American States denied the claim and filed this declaratory judgment action. The parties moved for summary judgment and the trial court decided that:
The clear language of the business policy purchased by C & G Contracting, Inc. did not provide coverage under the circumstances in this case. There is no ambiguity regarding the language of the policy, or its endorsements which have been presented to the Court in the Statement of Facts. *423 Based on the clear language of the policy, the undisputed facts surrounding the accident in this case, and the absence of any persuasive public policy reason for rewriting this policy,
IT IS ORDERED granting [American States’] Motion for Summary Judgment.
The Chambers and C & G appealed.

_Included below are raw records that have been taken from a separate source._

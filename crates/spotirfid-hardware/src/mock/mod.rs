//! Mock device implementations for testing and development.
//!
//! This module provides a simulated reader chip and status indicator that can
//! be controlled programmatically without requiring physical hardware.

pub mod indicator;
pub mod picc;

pub use indicator::{IndicatorEvent, MockIndicator};
pub use picc::{Fault, FaultOp, MockPicc, MockPiccHandle, SimulatedTag, TransportOp};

We have jurisdiction pursuant to A.R.S. section 12-2101(B) (1994).
II
The facts are undisputed. Judgment turns on interpretation of an insurance contract, a matter of law which we review de novo.
Thomas v. Liberty Mut. Ins. Co.,
The Chambers have three main arguments: 1) As an officer, owner and key employee of C & G, James reasonably expected coverage; 2) the “family member” language is ambiguous and illusory and should be construed to provide coverage; and 3) limiting UIM coverage to covered autos violates public policy. The arguments overlap and so does our discussion of them.
Ambiguous and Illusory
Page one, Part one of the C & G policy provides, in part, that: “The following words and phrases have special meaning throughout this policy and appear in boldface type when used: A. “You” and “your” mean the person or organization shown as the named insured in ITEM ONE of the declarations.” The Chambers agree that C & G is the only “you” and “your” in this policy.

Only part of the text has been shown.